RECORDS SUPPLIED

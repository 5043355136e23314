use std::sync::mpsc::{self, Receiver, Sender};

use tracing::warn;

/// Monotonic id of a run, bumped on every start/restart of one controller.
#[derive(Debug, Clone, Copy, PartialEq, Eq, Hash, Default)]
pub struct SessionId(pub u64);

#[derive(Debug, Clone, Copy, PartialEq, Eq)]
pub struct GameEnded {
    pub session: SessionId,
    pub final_score: u64,
}

/// Receives the terminal score of each session.
///
/// Called on the simulation thread, at most once per session. Implementations
/// that touch state owned by another thread must hand the event over to that
/// thread themselves; [`ChannelGameEndSink`] does exactly that.
pub trait GameEndSink: Send {
    fn game_ended(&mut self, event: GameEnded);
}

impl<F> GameEndSink for F
where
    F: FnMut(GameEnded) + Send,
{
    fn game_ended(&mut self, event: GameEnded) {
        self(event)
    }
}

/// Forwards game-end events over an mpsc channel to whichever thread owns
/// the receiving end.
#[derive(Debug)]
pub struct ChannelGameEndSink {
    sender: Sender<GameEnded>,
}

impl ChannelGameEndSink {
    pub fn new() -> (Self, Receiver<GameEnded>) {
        let (sender, receiver) = mpsc::channel();
        (Self { sender }, receiver)
    }
}

impl GameEndSink for ChannelGameEndSink {
    fn game_ended(&mut self, event: GameEnded) {
        if self.sender.send(event).is_err() {
            warn!(
                session = event.session.0,
                final_score = event.final_score,
                "game_end_receiver_dropped"
            );
        }
    }
}

#[cfg(test)]
mod tests {
    use super::*;

    #[test]
    fn channel_sink_delivers_event_to_receiver() {
        let (mut sink, receiver) = ChannelGameEndSink::new();
        let event = GameEnded {
            session: SessionId(3),
            final_score: 99,
        };
        sink.game_ended(event);

        assert_eq!(receiver.try_recv().expect("event"), event);
    }

    #[test]
    fn channel_sink_tolerates_dropped_receiver() {
        let (mut sink, receiver) = ChannelGameEndSink::new();
        drop(receiver);
        sink.game_ended(GameEnded {
            session: SessionId(1),
            final_score: 1,
        });
    }

    #[test]
    fn closures_are_sinks() {
        let mut seen = Vec::new();
        {
            let mut sink = |event: GameEnded| seen.push(event.final_score);
            sink.game_ended(GameEnded {
                session: SessionId(0),
                final_score: 5,
            });
        }
        assert_eq!(seen, vec![5]);
    }
}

WHAT NEEDS TO BE DONE
Here the job is to set down exactly the lines of the material above that fall between the one with "impl GameEndSink for" and the one with "drop(receiver);", inclusive, and nothing beyond them.

OUTPUT
impl GameEndSink for ChannelGameEndSink {
    fn game_ended(&mut self, event: GameEnded) {
        if self.sender.send(event).is_err() {
            warn!(
                session = event.session.0,
                final_score = event.final_score,
                "game_end_receiver_dropped"
            );
        }
    }
}

#[cfg(test)]
mod tests {
    use super::*;

    #[test]
    fn channel_sink_delivers_event_to_receiver() {
        let (mut sink, receiver) = ChannelGameEndSink::new();
        let event = GameEnded {
            session: SessionId(3),
            final_score: 99,
        };
        sink.game_ended(event);

        assert_eq!(receiver.try_recv().expect("event"), event);
    }

    #[test]
    fn channel_sink_tolerates_dropped_receiver() {
        let (mut sink, receiver) = ChannelGameEndSink::new();
        drop(receiver);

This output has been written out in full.